1710年春、すでに卒業して二十二歳になっていたエマニュエルは、彼の興味を引きつけてやまない数理学をさらに学ぶべく、ロンドンに渡ります。

 資金的にも余裕のなかった彼は、労働者階級の住む騒がしい地域の、ある時計職人の家に下宿しました。そして、仕事を手伝うことで資金の足しにしながら、しっかり彼らの技術をも吸収していったのです。彼はそれ以後、わざわざいくつかの職人の下宿を、転々とさえしました。

 もちろん、このロンドン滞在中、数理学者をあちこち訪問して教えを請うたり、また、スウェーデン王立科学院から依頼された各種の情報集めに奔走することで、イギリスの大科学者たちと自然な形で接触を持ったりしています。
 そのほか、グリニッチ天文台からたまたま出された、「海上で経度を知るにはどうすればよいか」という懸賞に応募して、月を利用するユニークな経度測定法を初めて考案しています。これは、当時の大天文学者ハレーも賛同するほどの高度なもの (ちなみに、現代の天文学者も、その測定法の優秀性を認めています) だったそうですが、実用化上の問題などから、当選することはできませんでした。ただ、エマニュエル自身は、この方法の正しさを信じて疑わず、その後の人生でも長く、折に触れて、工夫改良や発表をしているようです。

 イギリス滞在三年目になると、彼は半年ほど、ロンドンの喧噪を離れ、オックスフォードの静けさの中で、心おきなく図書館にこもって、勉学にいそしんでいます。
 彼は、ここでも、機械学的な知識の吸収に、もっぱらの努力を傾けていたのですが、その読書のほんの傍ら、ノリス (オックスフォードの 「霊魂の会」 なるものの一員であったこの人物は、エマニュエルが同地におもむくわずか前に、死去していました) の神秘主義的な著作に触れ、その思想に少なからざる興味をそそられた、といわれます。
 また、やはりこの頃、ある音楽を愛する女性に心を奪われ、いくつかの詩を捧げたそうですが、女性の名前はもちろん、その出来事のてんまつも、定かではありません。

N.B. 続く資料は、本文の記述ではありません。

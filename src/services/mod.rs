//! Services module - runtime behavior of the configured items.
//!
//! - [`selection`]: the file-manager selection an action is evaluated against
//! - [`conditions`]: whether an action is a candidate for a selection
//! - [`parameters`]: expansion of `%` parameter templates into command lines
//! - [`import`]: merging imported items, with id collision handling
//!
//! Nothing here touches a provider; callers read items through the
//! [`ProviderRegistry`](crate::io::ProviderRegistry) and pass them in.

pub mod conditions;
pub mod import;
pub mod parameters;
pub mod selection;

pub use conditions::{ConditionMatcher, TargetContext, candidates, is_candidate, matching_profile};
pub use import::{ImportOutcome, Importer, owning_item_mut, read_import_file};
pub use parameters::{command_line, expand, preview};
pub use selection::SelectedItem;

 こうして、三年にわたるイギリス滞在の後に向かったオランダでは、哲学者スピノザなどの思想を吸収し、次いで一年ほど滞在したパリでも、有名な天文学者などと、積極的に接触しています。
 そしてついに、1715年の夏、五年におよぶ留学を終え、エマニュエルは、いくつもの発明考案のリストをたずさえ、ようやくスウェーデンに帰国したのです。
 そのリストの中には、今日でいうグライダータイプの飛行機、潜水艦、機関銃、水銀利用の空気ポンプ、気密型ストーブなどのアイデアやプランを初め、とりわけ、当時のスウェーデンの実状を考慮にいれた、もっぱら水力利用による、各種機械装置の具体的な設計図面などもあったといいます。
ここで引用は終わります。